The choice was not just historic — Steele being the GOP’s first Africa-American chair, chosen less than weeks after the swearing-in of the nation’s first African-American president. It could turn out to be an important early step in digging the GOP out of its current bind as the nation’s minority party.
Off the top of my head, here are four reasons why Steele seems the right choice:
1) He’s battle-tested Steele twice sought statewide office in Maryland — winning a race for Lieutenant Governor (making him, at the time, the nation’s highest-ranked African-American Republican), then losing a U.S. Senate contest. Running as a Republican in a deep-blue state like Maryland means that Steele possesses inherent talents like organization, fundraising and message discipline. It also means he can come to California and fully understand the salmon-like challenge of Republicans swimming upstream in these blue waters.
2) He has a thick hide. As an African-American Republican, Steele is not the first person to be called an "oreo" (black on the outside, white on the inside). Clarence Thomas, Colin Powell and Condi Rice have all faced the same tawdry abuse. But Steele may be the only Republican to actually have had Oreos passed out, presumably by the opposing side, during a Senate debate (reports on this vary wildly, from Oreos being handed out to cookies actually tossed at the candidate). Like Thomas, Steele comes from humble roots (his mother was a widowed laundress; he earned a scholarship to Johns Hopkins). Still, that won’t deter some in Congressional Black Caucus from claiming he’s insufficiently "black". Steele should welcome the attacks — the first rule for Republicans these days is learning to stand one’s ground.
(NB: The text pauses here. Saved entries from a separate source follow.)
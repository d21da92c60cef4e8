//! Notification payloads.
//!
//! A `notification` frame narrows to a subtype. The known subtypes get their
//! own variant; anything else is preserved verbatim in
//! [`NotificationKind::Other`] so new server subtypes decode without a client
//! release.

use std::fmt;

use serde::{Deserialize, Serialize};

use crate::{Timestamp, UserId};

/// Notification subtype.
#[derive(Debug, Clone, PartialEq, Eq, Hash, Serialize, Deserialize)]
#[serde(from = "String", into = "String")]
pub enum NotificationKind {
    /// A user came online.
    UserConnected,
    /// A user went offline.
    UserDisconnected,
    /// Someone asked to follow the current user.
    FollowRequest,
    /// Someone followed the current user.
    Follow,
    /// Subtype this client does not know about.
    Other(String),
}

impl NotificationKind {
    /// Wire name of the subtype.
    #[must_use]
    pub fn as_str(&self) -> &str {
        match self {
            Self::UserConnected => "user_connected",
            Self::UserDisconnected => "user_disconnected",
            Self::FollowRequest => "follow_request",
            Self::Follow => "follow",
            Self::Other(name) => name,
        }
    }

    /// Whether this is one of the subtypes the client recognizes.
    #[must_use]
    pub fn is_known(&self) -> bool {
        !matches!(self, Self::Other(_))
    }
}

impl From<String> for NotificationKind {
    fn from(value: String) -> Self {
        match value.as_str() {
            "user_connected" => Self::UserConnected,
            "user_disconnected" => Self::UserDisconnected,
            "follow_request" => Self::FollowRequest,
            "follow" => Self::Follow,
            _ => Self::Other(value),
        }
    }
}

impl From<NotificationKind> for String {
    fn from(kind: NotificationKind) -> Self {
        match kind {
            NotificationKind::Other(name) => name,
            known => known.as_str().to_owned(),
        }
    }
}

impl fmt::Display for NotificationKind {
    fn fmt(&self, f: &mut fmt::Formatter<'_>) -> fmt::Result {
        f.write_str(self.as_str())
    }
}

/// Body of a `notification` frame.
#[derive(Debug, Clone, PartialEq, Eq, Serialize, Deserialize)]
pub struct Notification {
    /// Subtype discriminator.
    pub subtype: NotificationKind,
    /// Server timestamp.
    #[serde(default)]
    pub timestamp: Timestamp,
    /// User the notification is about (presence changes).
    #[serde(default, skip_serializing_if = "Option::is_none")]
    pub user_id: Option<UserId>,
    /// User that triggered the notification (follows).
    #[serde(default, skip_serializing_if = "Option::is_none")]
    pub from: Option<UserId>,
    /// Display name of the subject, when the server includes it.
    #[serde(default, skip_serializing_if = "Option::is_none")]
    pub username: Option<String>,
    /// Human-readable text, when the server includes it.
    #[serde(default, skip_serializing_if = "Option::is_none")]
    pub message: Option<String>,
}

impl Notification {
    /// Notification of `subtype` with no optional fields.
    #[must_use]
    pub fn new(subtype: NotificationKind, timestamp: Timestamp) -> Self {
        Self { subtype, timestamp, user_id: None, from: None, username: None, message: None }
    }

    /// Set the subject user.
    #[must_use]
    pub fn with_user(mut self, user_id: UserId) -> Self {
        self.user_id = Some(user_id);
        self
    }

    /// Set the triggering user.
    #[must_use]
    pub fn with_from(mut self, from: UserId) -> Self {
        self.from = Some(from);
        self
    }

    /// The user this notification concerns: `user_id`, falling back to `from`.
    #[must_use]
    pub fn subject(&self) -> Option<UserId> {
        self.user_id.or(self.from)
    }
}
4) He’s telegenic. During the last election cycle, Steele was a fixture on the cable news circuit — Hannity & Colmes in particular. His one defining trait in those appearances: always a smile on his face. That may sound shallow, but Republicans are in dire need of a smiling — i.e., optimistic — face these days. This is not to say that Steele is a grinning fool of Bidenesque proportions. Instead, it makes him a more pleasant alternative to the ever-dour duo of Mitch McConnell and John Boehner. And odds are he won’t turn out to be a gaffe machine like Howard Dean, the former DNC chair who was placed in media witness protection for his foot-in-mouth tendencies.
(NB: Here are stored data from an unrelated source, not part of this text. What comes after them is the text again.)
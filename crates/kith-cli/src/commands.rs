//! Input line parsing.
//!
//! Lines starting with `/` are commands; anything else is a message for the
//! active conversation.

use kith_proto::{GroupId, UserId};

/// A parsed input line.
#[derive(Debug, Clone, PartialEq, Eq)]
pub enum Command {
    /// Open the private conversation with a user.
    Dm(UserId),
    /// Open a group conversation.
    Group(GroupId),
    /// List online users.
    Online,
    /// Show the activity feed.
    Feed,
    /// Mark all notifications read.
    Read,
    /// Retry a failed history load.
    Retry,
    /// Leave the client.
    Quit,
    /// Send a message to the active conversation.
    Say(String),
    /// Input that could not be understood, with a hint.
    Invalid(String),
}

/// Parse one input line. Blank lines yield `None`.
pub fn parse(line: &str) -> Option<Command> {
    let line = line.trim();
    if line.is_empty() {
        return None;
    }

    let Some(cmd) = line.strip_prefix('/') else {
        return Some(Command::Say(line.to_string()));
    };

    let parts: Vec<&str> = cmd.split_whitespace().collect();
    let command = parts.first().copied().unwrap_or("");

    let parsed = match command {
        "dm" => match parts.get(1).map(|s| s.parse::<UserId>()) {
            Some(Ok(user)) => Command::Dm(user),
            _ => Command::Invalid("Usage: /dm <user_id>".into()),
        },
        "group" => match parts.get(1).map(|s| s.parse::<GroupId>()) {
            Some(Ok(group)) => Command::Group(group),
            _ => Command::Invalid("Usage: /group <group_id>".into()),
        },
        "online" => Command::Online,
        "feed" => Command::Feed,
        "read" => Command::Read,
        "retry" => Command::Retry,
        "quit" | "q" => Command::Quit,
        other => Command::Invalid(format!("Unknown command /{other}")),
    };
    Some(parsed)
}
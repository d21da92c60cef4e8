//! Unix timestamps.
//!
//! The server stamps frames with fractional unix seconds while the client
//! keeps millisecond precision locally. [`Timestamp`] stores milliseconds and
//! converts at the serde boundary so both sides compare in one unit.
//!
//! Fractional seconds travel as JSON floats, which are exact to the
//! millisecond only up to about 2^52 / 2000 seconds. The wire therefore
//! carries timestamps between [`Timestamp::WIRE_MIN`] and
//! [`Timestamp::WIRE_MAX`] (roughly years -1200 to 5100); anything outside is
//! rejected in both directions rather than silently rounded.

use std::{fmt, time::Duration};

use serde::{Deserialize, Deserializer, Serialize, Serializer, de, ser};

const WIRE_LIMIT_SECS: i64 = 100_000_000_000;

/// Unix time in milliseconds.
#[derive(Debug, Clone, Copy, Default, PartialEq, Eq, PartialOrd, Ord, Hash)]
pub struct Timestamp(i64);

impl Timestamp {
    /// Earliest timestamp that crosses the wire.
    pub const WIRE_MIN: Self = Self(-WIRE_LIMIT_SECS * 1000);

    /// Latest timestamp that crosses the wire.
    pub const WIRE_MAX: Self = Self(WIRE_LIMIT_SECS * 1000);

    /// Timestamp from unix milliseconds.
    #[must_use]
    pub const fn from_millis(millis: i64) -> Self {
        Self(millis)
    }

    /// Timestamp from (possibly fractional) unix seconds, rounded to the
    /// nearest millisecond.
    #[must_use]
    pub fn from_secs_f64(secs: f64) -> Self {
        Self((secs * 1000.0).round() as i64)
    }

    /// Unix milliseconds.
    #[must_use]
    pub const fn as_millis(self) -> i64 {
        self.0
    }

    /// Unix seconds with millisecond fraction.
    #[must_use]
    pub fn as_secs_f64(self) -> f64 {
        self.0 as f64 / 1000.0
    }

    /// Absolute distance between two timestamps.
    #[must_use]
    pub fn abs_diff(self, other: Self) -> Duration {
        Duration::from_millis(self.0.abs_diff(other.0))
    }

    /// Timestamp shifted forward by `duration`, saturating.
    #[must_use]
    pub fn saturating_add(self, duration: Duration) -> Self {
        let millis = i64::try_from(duration.as_millis()).unwrap_or(i64::MAX);
        Self(self.0.saturating_add(millis))
    }
}

impl fmt::Display for Timestamp {
    fn fmt(&self, f: &mut fmt::Formatter<'_>) -> fmt::Result {
        write!(f, "{}.{:03}", self.0.div_euclid(1000), self.0.rem_euclid(1000))
    }
}

impl Serialize for Timestamp {
    fn serialize<S: Serializer>(&self, serializer: S) -> Result<S::Ok, S::Error> {
        if *self < Self::WIRE_MIN || *self > Self::WIRE_MAX {
            return Err(ser::Error::custom(format!("timestamp {self} out of range")));
        }
        if self.0 % 1000 == 0 {
            serializer.serialize_i64(self.0 / 1000)
        } else {
            serializer.serialize_f64(self.as_secs_f64())
        }
    }
}

impl<'de> Deserialize<'de> for Timestamp {
    fn deserialize<D: Deserializer<'de>>(deserializer: D) -> Result<Self, D::Error> {
        deserializer.deserialize_any(SecondsVisitor)
    }
}

struct SecondsVisitor;

impl de::Visitor<'_> for SecondsVisitor {
    type Value = Timestamp;

    fn expecting(&self, f: &mut fmt::Formatter<'_>) -> fmt::Result {
        f.write_str("unix seconds as a number")
    }

    fn visit_i64<E: de::Error>(self, secs: i64) -> Result<Timestamp, E> {
        if !(-WIRE_LIMIT_SECS..=WIRE_LIMIT_SECS).contains(&secs) {
            return Err(E::custom("timestamp out of range"));
        }
        Ok(Timestamp(secs * 1000))
    }

    fn visit_u64<E: de::Error>(self, secs: u64) -> Result<Timestamp, E> {
        let secs = i64::try_from(secs).map_err(|_| E::custom("timestamp out of range"))?;
        self.visit_i64(secs)
    }

    fn visit_f64<E: de::Error>(self, secs: f64) -> Result<Timestamp, E> {
        if !secs.is_finite() {
            return Err(E::custom("timestamp is not finite"));
        }
        let ts = Timestamp::from_secs_f64(secs);
        if ts < Timestamp::WIRE_MIN || ts > Timestamp::WIRE_MAX {
            return Err(E::custom("timestamp out of range"));
        }
        Ok(ts)
    }
}

#[cfg(test)]
mod tests {
    use super::*;

    #[test]
    fn fractional_seconds_keep_millisecond_precision() {
        let ts: Timestamp = serde_json::from_str("1700000001.5").unwrap();
        assert_eq!(ts.as_millis(), 1_700_000_001_500);
    }

    #[test]
    fn whole_seconds_serialize_as_integers() {
        let json = serde_json::to_string(&Timestamp::from_millis(1_700_000_000_000)).unwrap();
        assert_eq!(json, "1700000000");

        let json = serde_json::to_string(&Timestamp::from_millis(1_700_000_000_250)).unwrap();
        assert_eq!(json, "1700000000.25");
    }

    #[test]
    fn fractional_seconds_round_trip_at_wire_limits() {
        for ts in [
            Timestamp::WIRE_MAX,
            Timestamp::from_millis(Timestamp::WIRE_MAX.as_millis() - 1),
            Timestamp::from_millis(Timestamp::WIRE_MIN.as_millis() + 1),
            Timestamp::from_millis(-1),
        ] {
            let json = serde_json::to_string(&ts).unwrap();
            assert_eq!(serde_json::from_str::<Timestamp>(&json).unwrap(), ts, "via {json}");
        }
    }

    #[test]
    fn timestamps_beyond_float_precision_are_refused() {
        // Past 2^53 the millisecond digit would be rounded away.
        let ts = Timestamp::from_millis(90_071_992_547_400_001);
        assert!(serde_json::to_string(&ts).is_err());
        assert!(serde_json::from_str::<Timestamp>("90071992547400.001").is_err());
        assert!(serde_json::from_str::<Timestamp>("9223372036854775807").is_err());
        assert!(serde_json::from_str::<Timestamp>("18446744073709551615").is_err());
    }

    #[test]
    fn rejects_non_numeric_timestamps() {
        assert!(serde_json::from_str::<Timestamp>("\"yesterday\"").is_err());
    }

    #[test]
    fn abs_diff_is_symmetric() {
        let a = Timestamp::from_millis(1_000);
        let b = Timestamp::from_millis(3_500);
        assert_eq!(a.abs_diff(b), Duration::from_millis(2_500));
        assert_eq!(b.abs_diff(a), Duration::from_millis(2_500));
    }
}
4) He forces a needed dialogue. The irony was hard to overlook: the GOP chose its first African-American chair, in a room where it was hard to find any black men or women present other than Steele and fellow candidate Ken Blackwell (or so it appeared on C-SPAN). Republicans have a choice between now and 2012: live in denial over the party’s poor relationships with Hispanics and African-Americans; or find ways to make inroads, thus making it easier to bring Obama-friendly states (Florida, Ohio, Colorado) back into the red-state fold. "It’s time for something completely different," Steele said in his victory speech. Interpret that as you may. Meanwhile, the new chairman will not go a day without the media wanting to discuss the politics of race — thus forcing the GOP into a dialogue on voter outreach that’s sorely needed.
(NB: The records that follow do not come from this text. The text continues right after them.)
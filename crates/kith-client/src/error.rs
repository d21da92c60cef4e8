//! Client errors.

use kith_proto::ProtocolError;
use thiserror::Error;

/// Errors from a [`crate::Transport`] implementation.
#[derive(Debug, Clone, Error, PartialEq, Eq)]
pub enum TransportError {
    /// Could not open the connection.
    #[error("connection failed: {0}")]
    Connect(String),

    /// Read or write on an open connection failed.
    #[error("stream error: {0}")]
    Stream(String),

    /// The connection is already closed.
    #[error("connection closed")]
    Closed,
}

/// Errors returned by [`crate::ConnectionManager::send`].
#[derive(Debug, Error)]
pub enum SendError {
    /// The transport is not open. The message was dropped.
    #[error("not connected")]
    NotConnected,

    /// The message could not be serialized.
    #[error(transparent)]
    Encode(#[from] ProtocolError),

    /// The manager task has stopped.
    #[error("connection manager stopped")]
    Closed,
}

/// Errors from the REST collaborator.
#[derive(Debug, Clone, Error, PartialEq, Eq)]
pub enum ApiError {
    /// Non-2xx response.
    #[error("request failed with status {status}")]
    Status {
        /// HTTP status code.
        status: u16,
    },

    /// Request never produced a response.
    #[error("request failed: {0}")]
    Transport(String),

    /// Response body did not match the expected shape.
    #[error("invalid response body: {0}")]
    Decode(String),
}

impl ApiError {
    /// HTTP 403.
    ///
    /// History reads for a peer with no prior conversation come back
    /// forbidden; callers treat that as an empty history.
    pub fn is_forbidden(&self) -> bool {
        matches!(self, Self::Status { status: 403 })
    }

    /// HTTP status, if the server answered.
    pub fn status(&self) -> Option<u16> {
        match self {
            Self::Status { status } => Some(*status),
            Self::Transport(_) | Self::Decode(_) => None,
        }
    }
}
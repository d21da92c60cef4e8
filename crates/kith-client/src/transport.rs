//! Transport abstraction.
//!
//! The connection manager drives any [`Transport`]: the WebSocket transport in
//! production, an in-memory transport in tests. A transport opens
//! [`TransportLink`]s; a link moves text frames and reports lifecycle events.

use std::future::Future;

use url::Url;

use crate::error::TransportError;

/// Something that happened on an open link.
#[derive(Debug, Clone, PartialEq, Eq)]
pub enum TransportEvent {
    /// A text frame arrived.
    Text(String),

    /// The peer closed the link. `code` is `None` if no close frame was seen.
    Closed {
        /// WebSocket close code.
        code: Option<u16>,
    },

    /// The link failed. No further events follow.
    Error(TransportError),
}

/// Opens links to the real-time endpoint.
pub trait Transport: Send + Sync + 'static {
    /// Link type produced by [`Transport::open`].
    type Link: TransportLink;

    /// Open a link to `url`.
    fn open(&self, url: &Url) -> impl Future<Output = Result<Self::Link, TransportError>> + Send;
}

/// An open, bidirectional text link.
pub trait TransportLink: Send + 'static {
    /// Write one text frame.
    fn send(&mut self, text: String) -> impl Future<Output = Result<(), TransportError>> + Send;

    /// Wait for the next event.
    ///
    /// Must be cancel-safe: the manager polls it inside `select!`.
    fn recv(&mut self) -> impl Future<Output = TransportEvent> + Send;

    /// Close the link with `code`. Best-effort.
    fn close(&mut self, code: u16) -> impl Future<Output = ()> + Send;
}
//! Terminal client for Kith.
//!
//! A thin shell over [`kith_app::Session`]: reads commands from stdin, writes
//! the rendered chat view to stdout whenever it changes. All messaging logic
//! lives in the library crates.

#![forbid(unsafe_code)]
#![deny(missing_docs)]

pub mod commands;
pub mod runtime;

pub use commands::Command;
pub use runtime::{CliError, Runtime};
//! Kith wire protocol
//!
//! JSON frames exchanged with the real-time server over a single WebSocket
//! connection. Every frame is an object carrying a `type` discriminator, a set
//! of kind-specific fields and a `timestamp`.
//!
//! # Components
//!
//! - [`Frame`]: inbound frame, one variant per [`FrameKind`]
//! - [`OutgoingMessage`]: outbound chat frame written by the client
//! - [`Notification`]: `notification` frame body, keyed by [`NotificationKind`]
//! - [`Timestamp`]: unix time, seconds on the wire and milliseconds in memory

#![forbid(unsafe_code)]

pub mod errors;
mod frame;
pub mod payloads;
mod timestamp;

pub use errors::{ProtocolError, Result};
pub use frame::{Frame, FrameKind};
pub use payloads::{
    chat::{
        BroadcastMessage, Conversation, CorrelationId, GroupId, GroupMessage, OutgoingMessage,
        PrivateMessage, UserId,
    },
    notification::{Notification, NotificationKind},
    status::{ConnectionState, ConnectionStatus},
};
pub use timestamp::Timestamp;
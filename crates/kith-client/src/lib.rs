//! Kith client
//!
//! Async runtime around the sans-IO [`kith_core`] state machines: the
//! connection manager task, the notification dispatcher and the REST
//! collaborators the messaging core consumes.
//!
//! # Components
//!
//! - [`ConnectionManager`]: one reconnecting connection, frames fanned out by
//!   kind
//! - [`NotificationDispatcher`]: `notification` frames fanned out by subtype
//! - [`ChatApi`]: online users, chat history, read receipts
//! - [`Transport`]: pluggable link to the real-time endpoint
//!
//! # Features
//!
//! - `transport`: [`ws::WsTransport`] over `tokio-tungstenite`
//! - `http`: [`http::HttpApi`] over `reqwest`

#![forbid(unsafe_code)]

pub mod api;
mod config;
mod error;
mod manager;
mod notifications;
mod system_env;
mod transport;

#[cfg(feature = "http")]
pub mod http;
#[cfg(feature = "transport")]
pub mod ws;

pub use api::{ChatApi, HistoryMessage};
pub use config::ClientConfig;
pub use error::{ApiError, SendError, TransportError};
pub use kith_core::{
    ConnectionError, ConnectionState, Environment, HandlerError, ReconnectPolicy,
    SessionCredential, Subscription,
};
pub use manager::ConnectionManager;
pub use notifications::NotificationDispatcher;
pub use system_env::SystemEnv;
pub use transport::{Transport, TransportEvent, TransportLink};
In the end, it may turn out that Steele was not a wise choice, thus making this column an early frontrunner for "Stupidest Things Said or Written in 2009". But this much we do know: party chairs can make a difference. For as much credit as Newt Gingrich has earned over the years for promoting the "Contract With America", the Republican Revolution would not have been as sweeping without the help of Haley Barbour, at the time the RNC’s chair. Barbour realized his party had a story to tell — from coast to coast, Republicans governors like Pete Wilson, Tommy Thompson and Bill Weld bringing common-sense reform to their dysfunctional state governments. Similarly, one wonders how history would have differed had Lee Atwater been able serve as RNC chair through the 1992 campaign. It was Atwater, remember, who saw Bill Clinton as a threat to the Bush presidency way before his campaign took flight.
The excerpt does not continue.